# Why am I not gaining weight on my bulk?



## feinburgrl (May 20, 2011)

For the last 10 years, I've been dieting on a very low calorie intake. I got gain some muscle mass but it stop for the last 4 years or so. I decided to increase my calories up to 2500 over a month ago and now I'm above 3500 a day. I found it hard to gain weight and I don't know why that is so. How come when I was on a very low calorie intake, it was easy for me to gain weight but now that I'm bulking it becomes really hard to do so.


----------



## Marat (May 20, 2011)

Increase your calories until you gain weight.

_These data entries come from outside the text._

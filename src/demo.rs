//! Demo requests, one per response parser.

use color_eyre::eyre::{Result, eyre};
use serde::Deserialize;
use serde_json::Value;
use tracing::info;

use volea::application::parsers::{
    ImageParser, JsonArrayParser, JsonObjectParser, PullXmlParser, StringParser, TypedParser,
    XmlEventType,
};
use volea::domain::entities::{DecodeConfig, Request};
use volea::infrastructure::{ClientContext, DemoCommand, RequestHandle};

/// Weather report returned by the typed demo endpoint.
#[derive(Debug, Deserialize)]
#[serde(rename_all = "camelCase")]
struct Weather {
    weather_info: WeatherInfo,
}

#[derive(Debug, Default, Deserialize)]
#[serde(rename_all = "camelCase", default)]
struct WeatherInfo {
    city: String,
    city_id: String,
    temp: String,
    wd: String,
    ws: String,
    sd: String,
    time: String,
}

impl std::fmt::Display for Weather {
    fn fmt(&self, f: &mut std::fmt::Formatter<'_>) -> std::fmt::Result {
        let info = &self.weather_info;
        write!(
            f,
            "{} ({}) at {}: {}°C, wind {} {}, humidity {}",
            info.city, info.city_id, info.time, info.temp, info.wd, info.ws, info.sd
        )
    }
}

/// Runs one demo command against the shared context.
pub async fn run(context: &ClientContext, command: DemoCommand) -> Result<()> {
    let queue = context.queue();

    match command {
        DemoCommand::String { url } => {
            let text = deliver(queue.submit(Request::get(url), StringParser::new())).await?;
            println!("{text}");
        }
        DemoCommand::Post { url, params } => {
            let mut request = Request::post(url);
            for param in &params {
                let (key, value) = param
                    .split_once('=')
                    .ok_or_else(|| eyre!("expected KEY=VALUE, got {param:?}"))?;
                request = request.with_form_param(key, value);
            }
            let text = deliver(queue.submit(request, StringParser::new())).await?;
            println!("{text}");
        }
        DemoCommand::JsonObject { url } => {
            let object = deliver(queue.submit(Request::get(url), JsonObjectParser)).await?;
            println!("{}", serde_json::to_string_pretty(&Value::Object(object))?);
        }
        DemoCommand::JsonArray { url } => {
            let array = deliver(queue.submit(Request::get(url), JsonArrayParser)).await?;
            info!(len = array.len(), "Received JSON array");
            println!("{}", serde_json::to_string_pretty(&Value::Array(array))?);
        }
        DemoCommand::Typed { url } => {
            let weather =
                deliver(queue.submit(Request::get(url), TypedParser::<Weather>::new())).await?;
            println!("{weather}");
        }
        DemoCommand::Xml { url, element } => {
            let mut cursor = deliver(queue.submit(Request::get(url), PullXmlParser)).await?;
            while cursor.next_event()? != XmlEventType::EndDocument {
                if cursor.event_type() == XmlEventType::StartTag
                    && cursor.name() == Some(element.as_str())
                {
                    println!("{element}: {}", cursor.attribute_value(0).unwrap_or_default());
                }
            }
        }
        DemoCommand::Image {
            url,
            max_width,
            max_height,
            color,
        } => {
            let parser =
                ImageParser::new(DecodeConfig::new(color).with_max_size(max_width, max_height));
            let bitmap = deliver(queue.submit(Request::get(url), parser)).await?;
            println!(
                "{}x{} {} ({} bytes)",
                bitmap.width(),
                bitmap.height(),
                bitmap.color(),
                bitmap.byte_count()
            );
        }
        DemoCommand::ImageLoader {
            url,
            max_width,
            max_height,
        } => {
            let loader = context.image_loader();
            for pass in 1..=2 {
                let cached = loader.cached(&url, max_width, max_height).is_some();
                let bitmap = loader
                    .get(&url, max_width, max_height)
                    .await
                    .ok_or_else(|| eyre!("image load was cancelled"))??;
                println!(
                    "pass {pass}: {}x{} ({} bytes, cached: {cached})",
                    bitmap.width(),
                    bitmap.height(),
                    bitmap.byte_count()
                );
            }
            println!("{}", context.image_cache().stats());
        }
    }

    Ok(())
}

async fn deliver<T>(handle: RequestHandle<T>) -> Result<T> {
    let id = handle.id();
    let response = handle
        .response()
        .await
        .ok_or_else(|| eyre!("request {id} was cancelled"))??;
    if let Some(cache) = response.cache() {
        info!(id = %id, etag = ?cache.etag, expires = ?cache.expires, "Response is cacheable");
    }
    Ok(response.into_value())
}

It'll happen eventually.


----------



## irish_2003 (May 20, 2011)

calories are still too low.......you're either not eating enough or training too much.....it's simple math


----------



## trapzilla (May 20, 2011)

as the other said, your still not eating enough, you would have gained weight initially as your body was probably almost in a starvation mode and so when you first introduced extra calories you grew, but your body is now running at its normal metabolic rate so weight gain has stopped you now need to keep on increasing calories until you do gain weight.

I'd suggest you add in 250 extra calories a day each week until you gain weight. try only weighing yourself once a week to get an overall weekly weight gain, which would seem more dramatic.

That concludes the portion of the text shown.